By definition, you can't defend against a specific attack that you don't know about beforehand.
However, if you implemented a complete, Secure Development Lifecycle through all the phases, including appropriate Threat Modeling, and you mitigate the threats (not the attacks) - then you should be relatively okay.
The best way to mitigate zero day exploits is to prevent zero day exploit writers from writing zero day exploits.
The best way to prevent zero day exploit writers from writing zero day exploits is to encourage them to find other ways of making money or gaining fame, which would require making data exfiltration less easy and less profitable, as well as making identify theft and the concept of "hacking" less fun.
In order to make data exfiltration and identify theft less easy/profitable, we must somehow change the game i.e. get rid of payment card data and government issued identification such as social security numbers. We may have to change the way that we use names and numbers, especially together.
In order to make hacking less fun, we need to make it boring and useless, possibly by making a more novel activity more exciting than hacking, and somehow make hacking less exciting than say, underwater basket weaving or underwater accounting.
If the above methods fail, then perhaps it would be best to discourage criminal use of zero day exploits by criminal rehabilitation, imprisonment, fines, and other forms of punishment. However, in order to exact punishment, first we must catch criminals using zero day exploits. Some pseudo-criminal use of zero day exploits is "above the law" much like espionage is at the nation-state level (e.g. the fictional character James Bond has a "license to kill" and there are perhaps some hackers that have "licenses to use zero day exploits").
Assuming that also fails, then we must make it too expensive for zero day writers to write zero day exploits. I believe this is the strategy Microsoft has taken with regards to some of their products. This exists outside of the SDL, and it typically involves exploitation countermeasures such as DEP, ASLR, and the use of techniques found in tools such as EMET.
Some Linux contributors have taken this route by inventing ASLR and implementing other concepts in their grsecurity kernel patches. However, neither Microsoft or the grsecurity developers can forsee non-traditional exploits, such as web application based ones, kernel exploits, race conditions, and other esoteric or design based flaws.
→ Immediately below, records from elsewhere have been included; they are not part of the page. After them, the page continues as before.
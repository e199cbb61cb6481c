use std::error;
use std::fmt;
use std::fs::File;
use std::io::{self, BufReader};
use std::path::Path;

use nalgebra::Point3;
use serde::{Deserialize, Serialize};

use crate::input::{InputSymbol, Key, KeyBinding, KeyBindings, PoseBinding};
use crate::pose::{Axis, PoseMode};
use crate::raycast::FaceSide;
use crate::sheet::SheetDimensions;
use crate::solid::{IntersectionMode, Shape, TargetSolid};

pub const DEFAULT_CLEARANCE: f32 = 0.01;
pub const DEFAULT_POSE_STEP: f32 = 0.05;

#[derive(Debug, Clone)]
pub enum ConfigError {
    DeserializingError(ron::de::Error),
    SerializingError(ron::error::Error),
    Invalid(&'static str),
    FileNotFound,
    PermissionDenied,
    UnexpectedError,
}

impl error::Error for ConfigError {}

impl fmt::Display for ConfigError {
    fn fmt(&self, f: &mut fmt::Formatter) -> fmt::Result {
        match self {
            ConfigError::DeserializingError(err) => write!(
                f,
                "An error occurred while deserializing config file: {}",
                err
            ),
            ConfigError::SerializingError(err) => {
                write!(f, "An error occurred while serializing config: {}", err)
            }
            ConfigError::Invalid(reason) => write!(f, "Invalid config: {}.", reason),
            ConfigError::FileNotFound => write!(f, "File was not found."),
            ConfigError::PermissionDenied => {
                write!(f, "Permission denied while accessing the file.")
            }
            ConfigError::UnexpectedError => write!(f, "An unexpected error occurred."),
        }
    }
}

impl From<io::Error> for ConfigError {
    fn from(err: io::Error) -> Self {
        match err.kind() {
            io::ErrorKind::NotFound => ConfigError::FileNotFound,
            io::ErrorKind::PermissionDenied => ConfigError::PermissionDenied,
            _ => ConfigError::UnexpectedError,
        }
    }
}

/// The target solid as described in a config.
#[derive(Debug, Clone, Copy, PartialEq, Serialize, Deserialize)]
pub struct SolidConfig {
    pub shape: Shape,
    pub position: Point3<f32>,
    pub side: FaceSide,
    pub intersection_mode: IntersectionMode,
}

impl SolidConfig {
    pub fn build(&self) -> TargetSolid {
        TargetSolid::new(
            self.shape,
            self.position,
            self.side,
            self.intersection_mode,
        )
    }
}

/// A complete scene variant: the solid, the sheet, the wrap constants and
/// the input bindings.
#[derive(Debug, Clone, PartialEq, Serialize, Deserialize)]
pub struct WrapConfig {
    pub solid: SolidConfig,
    pub sheet: SheetDimensions,
    /// Depth the ray origin of every vertex is moved to before casting.
    pub standoff: f32,
    /// Offset added to the depth of a hit, keeping the sheet off the surface.
    pub clearance: f32,
    pub pose: PoseBinding,
    pub key_bindings: KeyBindings,
}

impl WrapConfig {
    /// Sheet tilted around X in front of a sphere.
    pub fn sphere() -> Self {
        WrapConfig {
            solid: SolidConfig {
                shape: Shape::Sphere {
                    radius: 2.0,
                    width_segments: 32,
                    height_segments: 32,
                },
                position: Point3::origin(),
                side: FaceSide::Front,
                intersection_mode: IntersectionMode::Analytic,
            },
            sheet: default_sheet(),
            standoff: 3.0,
            clearance: DEFAULT_CLEARANCE,
            pose: PoseBinding {
                mode: PoseMode::Rotation,
                axis: Axis::X,
                step: DEFAULT_POSE_STEP,
            },
            // ArrowUp tilts the top of the sheet away from the viewer
            key_bindings: KeyBindings(vec![
                KeyBinding {
                    key: Key::ArrowUp,
                    symbol: InputSymbol::Decrease,
                },
                KeyBinding {
                    key: Key::ArrowDown,
                    symbol: InputSymbol::Increase,
                },
                KeyBinding {
                    key: Key::Enter,
                    symbol: InputSymbol::Confirm,
                },
            ]),
        }
    }

    /// Sheet sliding along Y in front of an upright cylinder.
    pub fn cylinder() -> Self {
        WrapConfig {
            solid: SolidConfig {
                shape: Shape::Cylinder {
                    radius: 1.0,
                    height: 5.0,
                    radial_segments: 32,
                    height_segments: 1,
                },
                position: Point3::origin(),
                side: FaceSide::Front,
                intersection_mode: IntersectionMode::Analytic,
            },
            sheet: default_sheet(),
            standoff: 1.0,
            clearance: DEFAULT_CLEARANCE,
            pose: PoseBinding {
                mode: PoseMode::Translation,
                axis: Axis::Y,
                step: DEFAULT_POSE_STEP,
            },
            key_bindings: KeyBindings(vec![
                KeyBinding {
                    key: Key::ArrowUp,
                    symbol: InputSymbol::Increase,
                },
                KeyBinding {
                    key: Key::ArrowDown,
                    symbol: InputSymbol::Decrease,
                },
                KeyBinding {
                    key: Key::Enter,
                    symbol: InputSymbol::Confirm,
                },
            ]),
        }
    }

    /// Checks the config describes a constructible scene.
    pub fn validate(&self) -> Result<(), ConfigError> {
        let finite = |values: &[f32]| values.iter().all(|value| value.is_finite());

        if !finite(&[
            self.standoff,
            self.clearance,
            self.pose.step,
            self.solid.position.x,
            self.solid.position.y,
            self.solid.position.z,
            self.sheet.width,
            self.sheet.height,
        ]) {
            return Err(ConfigError::Invalid("all numbers must be finite"));
        }

        match self.solid.shape {
            Shape::Sphere {
                radius,
                width_segments,
                height_segments,
            } => {
                if !radius.is_finite() || radius <= 0.0 {
                    return Err(ConfigError::Invalid("sphere radius must be positive"));
                }
                if width_segments < 3 || height_segments < 3 {
                    return Err(ConfigError::Invalid(
                        "sphere needs at least 3 width and 3 height segments",
                    ));
                }
            }
            Shape::Cylinder {
                radius,
                height,
                radial_segments,
                height_segments,
            } => {
                if !radius.is_finite() || radius <= 0.0 {
                    return Err(ConfigError::Invalid("cylinder radius must be positive"));
                }
                if !height.is_finite() || height <= 0.0 {
                    return Err(ConfigError::Invalid("cylinder height must be positive"));
                }
                if radial_segments < 3 || height_segments < 1 {
                    return Err(ConfigError::Invalid(
                        "cylinder needs at least 3 radial and 1 height segment",
                    ));
                }
            }
        }

        if self.sheet.width <= 0.0 || self.sheet.height <= 0.0 {
            return Err(ConfigError::Invalid("sheet size must be positive"));
        }
        if self.sheet.width_segments < 1 || self.sheet.height_segments < 1 {
            return Err(ConfigError::Invalid("sheet needs at least 1 segment"));
        }
        if self.clearance < 0.0 {
            return Err(ConfigError::Invalid("clearance can't be negative"));
        }
        if self.pose.step <= 0.0 {
            return Err(ConfigError::Invalid("pose step must be positive"));
        }

        Ok(())
    }
}

fn default_sheet() -> SheetDimensions {
    SheetDimensions {
        width: 1.0,
        height: 1.0,
        width_segments: 10,
        height_segments: 10,
    }
}

/// Reads and validates a config from a RON file.
pub fn open<P: AsRef<Path>>(path: P) -> Result<WrapConfig, ConfigError> {
    let file = File::open(path)?;
    let buf_reader = BufReader::new(file);
    let config: WrapConfig =
        ron::de::from_reader(buf_reader).map_err(ConfigError::DeserializingError)?;

    config.validate()?;

    Ok(config)
}

/// Parses and validates a config from a RON string.
pub fn from_ron_str(contents: &str) -> Result<WrapConfig, ConfigError> {
    let config: WrapConfig =
        ron::de::from_str(contents).map_err(ConfigError::DeserializingError)?;

    config.validate()?;

    Ok(config)
}

pub fn to_ron_string(config: &WrapConfig) -> Result<String, ConfigError> {
    let pretty_config = ron::ser::PrettyConfig::default();
    ron::ser::to_string_pretty(config, pretty_config).map_err(ConfigError::SerializingError)
}

#[cfg(test)]
mod tests {
    use super::*;

    #[test]
    fn test_presets_are_valid() {
        assert!(WrapConfig::sphere().validate().is_ok());
        assert!(WrapConfig::cylinder().validate().is_ok());
    }

    #[test]
    fn test_sphere_preset_constants() {
        let config = WrapConfig::sphere();

        assert_eq!(config.standoff, 3.0);
        assert_eq!(config.clearance, 0.01);
        assert_eq!(config.pose.mode, PoseMode::Rotation);
        assert_eq!(config.pose.step, 0.05);
        assert_eq!(
            config.key_bindings.symbol(Key::ArrowUp),
            Some(InputSymbol::Decrease)
        );
    }

    #[test]
    fn test_cylinder_preset_constants() {
        let config = WrapConfig::cylinder();

        assert_eq!(config.standoff, 1.0);
        assert_eq!(config.pose.mode, PoseMode::Translation);
        assert_eq!(
            config.solid.shape,
            Shape::Cylinder {
                radius: 1.0,
                height: 5.0,
                radial_segments: 32,
                height_segments: 1,
            }
        );
    }

    #[test]
    fn test_ron_round_trip_of_preset() {
        let config = WrapConfig::cylinder();

        let contents = to_ron_string(&config).expect("Failed to serialize config");
        let parsed = from_ron_str(&contents).expect("Failed to parse config");

        assert_eq!(parsed, config);
    }

    #[test]
    fn test_validate_rejects_non_positive_radius() {
        let mut config = WrapConfig::sphere();
        config.solid.shape = Shape::Sphere {
            radius: 0.0,
            width_segments: 32,
            height_segments: 32,
        };

        assert!(matches!(config.validate(), Err(ConfigError::Invalid(_))));
    }

    #[test]
    fn test_validate_rejects_negative_clearance() {
        let mut config = WrapConfig::sphere();
        config.clearance = -0.01;

        assert!(matches!(config.validate(), Err(ConfigError::Invalid(_))));
    }

    #[test]
    fn test_validate_rejects_zero_sheet_segments() {
        let mut config = WrapConfig::cylinder();
        config.sheet.width_segments = 0;

        assert!(matches!(config.validate(), Err(ConfigError::Invalid(_))));
    }

    #[test]
    fn test_validate_rejects_nan_standoff() {
        let mut config = WrapConfig::cylinder();
        config.standoff = f32::NAN;

        assert!(matches!(config.validate(), Err(ConfigError::Invalid(_))));
    }

    #[test]
    fn test_from_ron_str_malformed() {
        assert!(matches!(
            from_ron_str("(solid: nonsense"),
            Err(ConfigError::DeserializingError(_))
        ));
    }

    #[test]
    fn test_open_missing_file() {
        assert!(matches!(
            open("this/config/does/not/exist.ron"),
            Err(ConfigError::FileNotFound)
        ));
    }
}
Technology-wise, it is much more difficult to solve the zero day exploit problem. This is why I have mostly provided a laundry list of human solutions to the zero day exploit problem, which I believe will have more impact. I am not an expert at solving these human social problems -- if I were, I'd be using these magical powers to fight hunger, disease, or other issues that are much more profound than zero day exploits.
Maybe it's best to just let zero day exploits happen. You can't stop them from being released. One thing you can do that is sure to help your organization become less of a target of zero day exploits is to run on infrastructure that has never (or much rarely) been targeted by zero day exploits, but this can lead to security by obscurity. As an example of this failed strategy, AOL used Stratus fault-tolerant equipment, but this did not prevent them from being hacked.
One of the best known methods to date is to leverage honeypots, file/kernel/memory/process integrity monitoring (e.g. BitLocker with TPM, Tripwire, etc), and subterfuge to provide levels of defense, and then to follow with a swift and merciless offense, much like modern warfare. Again, this involves mostly working at the human layer without a lot of heavy technology lifting. Some of these methods can be combined using business intelligence techniques, and this is what some SIEM products (and the OSSIM open-source SIEM tool) attempt to do, but these are still in early stages of maturity and progress, so they should not be relied upon by themselves, but part of a larger methodology and counter zero day exploit management program.
If your talking about Zero Day attacks against any application within your network. I would suggest:
Using Ingress filtering at the network firewall and also use Egress filtering so to limit what traffic can travel outbound from your system meaning that if a machine was to be affected by a Zero Day exploit hopefully it would not be able to communicate outbound.
Using an IDS / IPS to detect unusual traffic patterns may also prove to be effective.